%%

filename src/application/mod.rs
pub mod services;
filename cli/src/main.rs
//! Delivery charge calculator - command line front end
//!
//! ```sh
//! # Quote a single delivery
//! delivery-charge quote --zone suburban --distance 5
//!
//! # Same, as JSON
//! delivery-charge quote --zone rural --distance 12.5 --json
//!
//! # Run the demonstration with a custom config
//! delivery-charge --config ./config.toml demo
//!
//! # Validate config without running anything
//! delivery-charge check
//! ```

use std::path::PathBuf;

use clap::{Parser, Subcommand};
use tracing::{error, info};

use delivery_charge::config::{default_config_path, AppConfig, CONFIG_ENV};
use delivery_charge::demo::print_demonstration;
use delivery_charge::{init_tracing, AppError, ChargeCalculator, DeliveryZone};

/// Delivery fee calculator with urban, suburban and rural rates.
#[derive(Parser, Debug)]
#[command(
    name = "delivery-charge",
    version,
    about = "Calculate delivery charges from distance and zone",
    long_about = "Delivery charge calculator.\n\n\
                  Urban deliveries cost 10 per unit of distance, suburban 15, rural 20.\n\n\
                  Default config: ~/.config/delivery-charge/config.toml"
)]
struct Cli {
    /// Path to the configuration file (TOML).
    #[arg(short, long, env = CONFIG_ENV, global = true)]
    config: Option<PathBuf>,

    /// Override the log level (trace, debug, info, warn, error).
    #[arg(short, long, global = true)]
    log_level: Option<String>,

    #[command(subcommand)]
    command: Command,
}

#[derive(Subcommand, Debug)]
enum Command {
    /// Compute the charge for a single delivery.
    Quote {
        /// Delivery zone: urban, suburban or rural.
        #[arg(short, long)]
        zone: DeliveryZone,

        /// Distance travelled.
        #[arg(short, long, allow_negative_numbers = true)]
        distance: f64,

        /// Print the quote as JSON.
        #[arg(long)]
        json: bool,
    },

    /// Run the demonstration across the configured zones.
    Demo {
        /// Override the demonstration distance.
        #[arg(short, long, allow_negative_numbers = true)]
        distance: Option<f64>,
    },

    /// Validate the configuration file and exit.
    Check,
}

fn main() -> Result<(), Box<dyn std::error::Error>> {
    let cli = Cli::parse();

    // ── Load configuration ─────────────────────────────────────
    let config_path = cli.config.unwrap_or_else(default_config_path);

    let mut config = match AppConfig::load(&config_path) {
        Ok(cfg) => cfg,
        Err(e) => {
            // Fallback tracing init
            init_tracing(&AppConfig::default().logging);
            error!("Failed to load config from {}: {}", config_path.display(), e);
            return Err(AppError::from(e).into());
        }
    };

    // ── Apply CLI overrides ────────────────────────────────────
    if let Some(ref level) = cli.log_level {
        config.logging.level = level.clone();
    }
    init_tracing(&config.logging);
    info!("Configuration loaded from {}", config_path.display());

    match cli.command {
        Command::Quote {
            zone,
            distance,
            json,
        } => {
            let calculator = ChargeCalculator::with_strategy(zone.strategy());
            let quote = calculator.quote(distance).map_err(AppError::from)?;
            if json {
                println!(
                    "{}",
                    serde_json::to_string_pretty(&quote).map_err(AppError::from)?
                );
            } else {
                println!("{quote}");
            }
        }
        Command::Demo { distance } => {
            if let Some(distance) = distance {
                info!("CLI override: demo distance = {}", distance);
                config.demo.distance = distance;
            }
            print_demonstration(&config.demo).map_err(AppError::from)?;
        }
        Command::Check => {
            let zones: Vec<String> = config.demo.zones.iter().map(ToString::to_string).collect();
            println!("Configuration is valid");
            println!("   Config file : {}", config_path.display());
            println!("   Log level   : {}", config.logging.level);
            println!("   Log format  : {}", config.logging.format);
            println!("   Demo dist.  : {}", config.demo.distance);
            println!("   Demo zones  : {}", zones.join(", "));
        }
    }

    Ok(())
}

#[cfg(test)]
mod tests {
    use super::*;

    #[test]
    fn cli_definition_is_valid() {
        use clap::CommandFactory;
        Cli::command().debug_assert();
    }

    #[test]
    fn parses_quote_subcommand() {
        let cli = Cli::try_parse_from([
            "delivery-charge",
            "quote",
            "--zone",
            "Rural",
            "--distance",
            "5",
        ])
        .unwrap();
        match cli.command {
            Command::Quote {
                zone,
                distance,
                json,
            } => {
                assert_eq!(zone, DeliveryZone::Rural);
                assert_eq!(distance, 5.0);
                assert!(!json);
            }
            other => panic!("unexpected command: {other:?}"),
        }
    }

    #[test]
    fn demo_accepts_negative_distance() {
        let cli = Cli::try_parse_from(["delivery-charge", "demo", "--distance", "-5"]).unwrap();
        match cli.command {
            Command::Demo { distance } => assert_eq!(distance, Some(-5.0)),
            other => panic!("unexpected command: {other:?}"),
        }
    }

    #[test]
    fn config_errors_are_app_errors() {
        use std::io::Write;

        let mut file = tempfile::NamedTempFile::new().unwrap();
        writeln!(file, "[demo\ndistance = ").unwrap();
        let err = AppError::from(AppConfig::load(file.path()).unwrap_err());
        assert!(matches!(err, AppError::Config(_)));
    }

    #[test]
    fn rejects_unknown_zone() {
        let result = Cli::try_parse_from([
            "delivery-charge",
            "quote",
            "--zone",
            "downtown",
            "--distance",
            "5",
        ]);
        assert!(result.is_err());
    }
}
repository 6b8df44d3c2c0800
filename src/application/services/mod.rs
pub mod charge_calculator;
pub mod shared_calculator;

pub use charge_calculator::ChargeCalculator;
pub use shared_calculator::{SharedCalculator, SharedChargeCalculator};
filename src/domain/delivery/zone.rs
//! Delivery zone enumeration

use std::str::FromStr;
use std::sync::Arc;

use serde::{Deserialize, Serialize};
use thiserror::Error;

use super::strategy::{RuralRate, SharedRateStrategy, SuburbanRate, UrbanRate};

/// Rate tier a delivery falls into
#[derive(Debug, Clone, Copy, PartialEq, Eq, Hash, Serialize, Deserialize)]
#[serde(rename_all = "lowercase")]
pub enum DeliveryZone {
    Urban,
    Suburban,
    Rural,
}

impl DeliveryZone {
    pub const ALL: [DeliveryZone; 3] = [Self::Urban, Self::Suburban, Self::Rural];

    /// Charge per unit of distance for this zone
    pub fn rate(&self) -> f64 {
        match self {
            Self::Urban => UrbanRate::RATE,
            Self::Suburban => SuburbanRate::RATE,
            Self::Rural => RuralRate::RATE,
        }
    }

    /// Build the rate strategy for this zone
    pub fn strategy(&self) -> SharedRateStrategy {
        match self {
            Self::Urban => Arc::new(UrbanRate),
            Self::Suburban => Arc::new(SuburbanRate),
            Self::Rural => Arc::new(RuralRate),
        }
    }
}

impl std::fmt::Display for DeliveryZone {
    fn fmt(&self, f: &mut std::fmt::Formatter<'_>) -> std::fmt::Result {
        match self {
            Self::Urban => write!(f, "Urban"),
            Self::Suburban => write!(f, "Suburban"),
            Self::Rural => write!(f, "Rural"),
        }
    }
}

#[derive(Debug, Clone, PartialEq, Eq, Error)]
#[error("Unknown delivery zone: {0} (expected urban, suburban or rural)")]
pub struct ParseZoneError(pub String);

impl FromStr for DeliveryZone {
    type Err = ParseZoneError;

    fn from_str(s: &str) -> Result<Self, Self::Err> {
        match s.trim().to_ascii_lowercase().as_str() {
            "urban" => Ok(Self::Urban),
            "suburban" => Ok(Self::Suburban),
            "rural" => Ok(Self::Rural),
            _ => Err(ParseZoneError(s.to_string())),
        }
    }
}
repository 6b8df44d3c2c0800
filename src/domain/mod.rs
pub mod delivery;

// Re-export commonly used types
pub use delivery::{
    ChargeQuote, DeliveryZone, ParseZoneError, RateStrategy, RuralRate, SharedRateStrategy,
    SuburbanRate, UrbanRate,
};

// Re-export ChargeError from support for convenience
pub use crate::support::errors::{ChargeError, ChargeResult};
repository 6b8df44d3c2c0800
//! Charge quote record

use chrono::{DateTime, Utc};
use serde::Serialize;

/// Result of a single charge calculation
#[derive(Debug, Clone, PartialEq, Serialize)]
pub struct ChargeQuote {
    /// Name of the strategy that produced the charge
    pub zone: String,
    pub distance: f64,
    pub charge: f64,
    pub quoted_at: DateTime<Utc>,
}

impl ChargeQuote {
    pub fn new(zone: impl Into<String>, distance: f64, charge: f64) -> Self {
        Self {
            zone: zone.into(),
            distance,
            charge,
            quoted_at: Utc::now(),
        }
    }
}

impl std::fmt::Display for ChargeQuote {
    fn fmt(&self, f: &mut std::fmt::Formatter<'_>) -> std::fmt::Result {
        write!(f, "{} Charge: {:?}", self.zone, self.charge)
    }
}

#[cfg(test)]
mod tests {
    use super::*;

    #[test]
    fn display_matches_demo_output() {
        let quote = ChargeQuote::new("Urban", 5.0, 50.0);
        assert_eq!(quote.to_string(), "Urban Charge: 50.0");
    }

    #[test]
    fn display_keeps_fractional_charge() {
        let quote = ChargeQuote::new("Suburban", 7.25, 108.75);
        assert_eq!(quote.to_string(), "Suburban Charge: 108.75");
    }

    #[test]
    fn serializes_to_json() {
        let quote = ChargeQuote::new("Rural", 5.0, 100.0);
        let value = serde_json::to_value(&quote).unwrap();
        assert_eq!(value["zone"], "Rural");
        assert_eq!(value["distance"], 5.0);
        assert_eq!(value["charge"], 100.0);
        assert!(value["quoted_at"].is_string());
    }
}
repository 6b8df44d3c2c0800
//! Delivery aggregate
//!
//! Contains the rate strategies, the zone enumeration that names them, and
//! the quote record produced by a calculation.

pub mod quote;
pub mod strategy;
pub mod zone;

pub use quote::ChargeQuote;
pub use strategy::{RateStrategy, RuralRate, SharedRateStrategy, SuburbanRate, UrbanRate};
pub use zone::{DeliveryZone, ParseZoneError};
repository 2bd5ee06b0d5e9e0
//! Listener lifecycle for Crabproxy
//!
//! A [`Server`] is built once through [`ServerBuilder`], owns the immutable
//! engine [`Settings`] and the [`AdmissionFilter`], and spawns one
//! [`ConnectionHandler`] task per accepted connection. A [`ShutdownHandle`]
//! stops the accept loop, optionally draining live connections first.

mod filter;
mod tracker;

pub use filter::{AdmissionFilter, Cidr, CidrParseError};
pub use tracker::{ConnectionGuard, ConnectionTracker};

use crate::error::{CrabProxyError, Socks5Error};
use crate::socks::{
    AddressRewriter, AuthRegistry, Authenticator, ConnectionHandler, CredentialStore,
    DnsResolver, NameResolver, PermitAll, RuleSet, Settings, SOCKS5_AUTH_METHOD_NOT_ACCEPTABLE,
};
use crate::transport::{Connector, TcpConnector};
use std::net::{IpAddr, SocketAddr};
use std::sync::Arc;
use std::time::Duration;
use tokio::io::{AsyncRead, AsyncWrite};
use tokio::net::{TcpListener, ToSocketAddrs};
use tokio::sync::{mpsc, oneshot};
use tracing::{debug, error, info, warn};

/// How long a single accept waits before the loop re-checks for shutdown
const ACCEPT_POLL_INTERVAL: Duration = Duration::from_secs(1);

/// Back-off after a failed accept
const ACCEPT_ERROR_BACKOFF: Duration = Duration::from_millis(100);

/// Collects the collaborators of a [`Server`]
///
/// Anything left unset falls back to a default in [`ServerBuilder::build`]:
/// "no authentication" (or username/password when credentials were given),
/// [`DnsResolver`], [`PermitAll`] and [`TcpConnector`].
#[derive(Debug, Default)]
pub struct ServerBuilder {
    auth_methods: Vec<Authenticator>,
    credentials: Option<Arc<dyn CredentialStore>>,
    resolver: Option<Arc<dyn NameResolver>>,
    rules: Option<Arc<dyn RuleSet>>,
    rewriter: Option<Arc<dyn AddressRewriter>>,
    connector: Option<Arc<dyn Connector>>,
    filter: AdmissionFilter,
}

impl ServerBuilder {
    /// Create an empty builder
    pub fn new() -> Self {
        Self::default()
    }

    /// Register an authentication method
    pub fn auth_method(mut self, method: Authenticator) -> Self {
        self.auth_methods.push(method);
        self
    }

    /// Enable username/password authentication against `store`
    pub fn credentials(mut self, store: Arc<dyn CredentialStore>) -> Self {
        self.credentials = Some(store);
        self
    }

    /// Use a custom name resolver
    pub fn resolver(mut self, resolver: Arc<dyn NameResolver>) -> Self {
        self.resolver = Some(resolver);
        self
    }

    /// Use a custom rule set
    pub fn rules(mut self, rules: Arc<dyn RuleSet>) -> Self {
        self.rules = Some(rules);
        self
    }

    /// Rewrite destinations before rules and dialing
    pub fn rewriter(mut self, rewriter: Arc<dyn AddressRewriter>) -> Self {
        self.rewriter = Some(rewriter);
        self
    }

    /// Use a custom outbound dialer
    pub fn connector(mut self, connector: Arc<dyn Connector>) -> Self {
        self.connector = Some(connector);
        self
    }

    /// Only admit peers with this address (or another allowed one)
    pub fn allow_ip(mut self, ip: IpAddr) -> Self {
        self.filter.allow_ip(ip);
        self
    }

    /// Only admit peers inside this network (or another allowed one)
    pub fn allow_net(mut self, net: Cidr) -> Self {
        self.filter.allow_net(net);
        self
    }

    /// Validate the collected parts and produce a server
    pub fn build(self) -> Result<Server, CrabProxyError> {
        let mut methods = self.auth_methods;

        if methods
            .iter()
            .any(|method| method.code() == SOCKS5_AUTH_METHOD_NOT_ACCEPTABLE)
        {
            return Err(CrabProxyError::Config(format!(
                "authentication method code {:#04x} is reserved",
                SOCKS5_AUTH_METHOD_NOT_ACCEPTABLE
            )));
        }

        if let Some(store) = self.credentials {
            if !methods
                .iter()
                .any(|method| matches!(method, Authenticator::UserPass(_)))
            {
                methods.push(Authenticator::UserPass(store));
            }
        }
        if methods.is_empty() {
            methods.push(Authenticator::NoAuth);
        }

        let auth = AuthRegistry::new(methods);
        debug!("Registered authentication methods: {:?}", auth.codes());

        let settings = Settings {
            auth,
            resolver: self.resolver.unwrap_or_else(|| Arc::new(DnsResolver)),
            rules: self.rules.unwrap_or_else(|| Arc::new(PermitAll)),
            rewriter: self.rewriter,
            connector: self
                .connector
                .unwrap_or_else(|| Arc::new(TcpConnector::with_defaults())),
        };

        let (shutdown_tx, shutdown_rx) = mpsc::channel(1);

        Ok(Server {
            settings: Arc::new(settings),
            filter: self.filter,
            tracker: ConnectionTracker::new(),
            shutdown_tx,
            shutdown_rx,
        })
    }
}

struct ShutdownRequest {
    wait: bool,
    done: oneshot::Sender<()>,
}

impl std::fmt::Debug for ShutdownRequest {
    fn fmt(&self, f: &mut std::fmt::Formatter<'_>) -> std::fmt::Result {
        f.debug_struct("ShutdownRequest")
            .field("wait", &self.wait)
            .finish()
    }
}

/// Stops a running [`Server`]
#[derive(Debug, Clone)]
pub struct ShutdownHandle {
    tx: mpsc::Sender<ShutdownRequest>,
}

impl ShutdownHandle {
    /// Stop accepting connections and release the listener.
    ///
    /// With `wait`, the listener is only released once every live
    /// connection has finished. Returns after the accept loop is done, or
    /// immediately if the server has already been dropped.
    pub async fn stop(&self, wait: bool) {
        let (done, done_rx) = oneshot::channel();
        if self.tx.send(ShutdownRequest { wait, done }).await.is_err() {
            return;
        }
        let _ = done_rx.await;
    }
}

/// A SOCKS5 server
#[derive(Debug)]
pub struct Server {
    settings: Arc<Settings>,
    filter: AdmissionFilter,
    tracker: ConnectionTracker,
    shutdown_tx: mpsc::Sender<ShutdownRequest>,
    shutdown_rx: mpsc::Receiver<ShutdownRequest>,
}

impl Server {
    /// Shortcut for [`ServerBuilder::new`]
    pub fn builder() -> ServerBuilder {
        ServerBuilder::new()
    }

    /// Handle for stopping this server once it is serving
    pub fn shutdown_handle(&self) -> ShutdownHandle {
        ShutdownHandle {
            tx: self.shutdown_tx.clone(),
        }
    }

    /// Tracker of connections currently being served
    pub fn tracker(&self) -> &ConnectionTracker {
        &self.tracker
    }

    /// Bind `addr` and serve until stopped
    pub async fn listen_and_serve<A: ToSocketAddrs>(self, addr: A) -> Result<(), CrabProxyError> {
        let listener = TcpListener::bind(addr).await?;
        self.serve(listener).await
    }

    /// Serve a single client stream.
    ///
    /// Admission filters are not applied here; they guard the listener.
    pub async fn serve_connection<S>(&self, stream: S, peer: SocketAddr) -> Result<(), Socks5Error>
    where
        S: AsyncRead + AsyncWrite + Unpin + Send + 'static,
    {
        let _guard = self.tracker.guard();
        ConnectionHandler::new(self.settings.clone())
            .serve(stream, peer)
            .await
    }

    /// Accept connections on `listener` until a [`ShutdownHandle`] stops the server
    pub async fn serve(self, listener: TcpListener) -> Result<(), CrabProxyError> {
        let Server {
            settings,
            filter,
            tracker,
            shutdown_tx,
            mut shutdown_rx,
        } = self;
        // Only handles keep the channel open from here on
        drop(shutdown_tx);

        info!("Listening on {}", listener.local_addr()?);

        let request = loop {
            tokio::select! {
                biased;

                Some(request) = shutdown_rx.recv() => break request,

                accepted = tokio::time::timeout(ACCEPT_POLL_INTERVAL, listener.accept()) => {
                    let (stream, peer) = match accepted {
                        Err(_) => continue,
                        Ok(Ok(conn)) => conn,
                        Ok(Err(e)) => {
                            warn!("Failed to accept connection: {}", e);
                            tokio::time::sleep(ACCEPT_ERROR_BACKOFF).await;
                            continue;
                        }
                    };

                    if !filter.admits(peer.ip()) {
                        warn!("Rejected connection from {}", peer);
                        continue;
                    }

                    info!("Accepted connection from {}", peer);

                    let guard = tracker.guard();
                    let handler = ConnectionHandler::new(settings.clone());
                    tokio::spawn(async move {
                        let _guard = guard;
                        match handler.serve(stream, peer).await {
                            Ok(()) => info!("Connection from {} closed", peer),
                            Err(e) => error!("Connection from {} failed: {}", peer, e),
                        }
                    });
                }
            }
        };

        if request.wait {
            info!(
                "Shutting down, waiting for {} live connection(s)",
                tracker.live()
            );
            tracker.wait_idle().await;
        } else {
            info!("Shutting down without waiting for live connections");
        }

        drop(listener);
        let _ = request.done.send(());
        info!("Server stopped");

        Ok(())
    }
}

%%

• _Work to be completed_: In the listing above, the lines from the one containing "let mut config" through the one containing "override: demo distance" must be set down exactly, with no other lines.

• _Response for this exercise_:
    let mut config = match AppConfig::load(&config_path) {
        Ok(cfg) => cfg,
        Err(e) => {
            // Fallback tracing init
            init_tracing(&AppConfig::default().logging);
            error!("Failed to load config from {}: {}", config_path.display(), e);
            return Err(AppError::from(e).into());
        }
    };

    // ── Apply CLI overrides ────────────────────────────────────
    if let Some(ref level) = cli.log_level {
        config.logging.level = level.clone();
    }
    init_tracing(&config.logging);
    info!("Configuration loaded from {}", config_path.display());

    match cli.command {
        Command::Quote {
            zone,
            distance,
            json,
        } => {
            let calculator = ChargeCalculator::with_strategy(zone.strategy());
            let quote = calculator.quote(distance).map_err(AppError::from)?;
            if json {
                println!(
                    "{}",
                    serde_json::to_string_pretty(&quote).map_err(AppError::from)?
                );
            } else {
                println!("{quote}");
            }
        }
        Command::Demo { distance } => {
            if let Some(distance) = distance {
                info!("CLI override: demo distance = {}", distance);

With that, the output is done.